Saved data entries
* * *
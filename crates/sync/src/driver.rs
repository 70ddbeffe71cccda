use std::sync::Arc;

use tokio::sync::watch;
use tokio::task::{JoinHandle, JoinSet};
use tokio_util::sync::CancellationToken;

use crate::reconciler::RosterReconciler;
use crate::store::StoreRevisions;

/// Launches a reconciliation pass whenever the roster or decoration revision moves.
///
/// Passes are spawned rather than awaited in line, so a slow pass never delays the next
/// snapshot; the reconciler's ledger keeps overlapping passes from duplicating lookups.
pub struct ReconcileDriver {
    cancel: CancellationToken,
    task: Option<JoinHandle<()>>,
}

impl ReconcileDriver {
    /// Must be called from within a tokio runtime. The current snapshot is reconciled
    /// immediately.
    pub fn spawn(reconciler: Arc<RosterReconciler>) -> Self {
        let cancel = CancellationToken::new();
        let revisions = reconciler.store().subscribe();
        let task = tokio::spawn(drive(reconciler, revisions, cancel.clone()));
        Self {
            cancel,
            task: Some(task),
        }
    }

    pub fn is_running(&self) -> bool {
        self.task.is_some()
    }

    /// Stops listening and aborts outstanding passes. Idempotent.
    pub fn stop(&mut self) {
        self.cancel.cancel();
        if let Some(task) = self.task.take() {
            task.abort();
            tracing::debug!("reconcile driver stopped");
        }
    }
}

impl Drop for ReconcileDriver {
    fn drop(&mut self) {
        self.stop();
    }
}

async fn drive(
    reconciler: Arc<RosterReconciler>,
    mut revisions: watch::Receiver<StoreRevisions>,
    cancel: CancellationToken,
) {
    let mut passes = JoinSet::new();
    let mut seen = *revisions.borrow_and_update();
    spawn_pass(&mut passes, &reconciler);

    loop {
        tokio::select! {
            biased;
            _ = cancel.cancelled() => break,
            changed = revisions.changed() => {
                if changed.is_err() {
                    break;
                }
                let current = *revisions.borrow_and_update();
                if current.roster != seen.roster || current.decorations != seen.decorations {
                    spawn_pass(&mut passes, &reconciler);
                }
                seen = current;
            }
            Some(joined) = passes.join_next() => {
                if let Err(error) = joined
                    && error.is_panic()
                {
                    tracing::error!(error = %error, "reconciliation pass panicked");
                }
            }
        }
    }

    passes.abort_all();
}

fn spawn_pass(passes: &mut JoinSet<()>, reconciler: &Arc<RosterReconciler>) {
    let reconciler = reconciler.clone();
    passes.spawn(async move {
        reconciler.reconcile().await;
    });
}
* * *
WORK TO BE COMPLETED:
Scan the entries above and return each line that holds "JoinHandle".

THE COMPLETED TASK:
use tokio::task::{JoinHandle, JoinSet};
    task: Option<JoinHandle<()>>,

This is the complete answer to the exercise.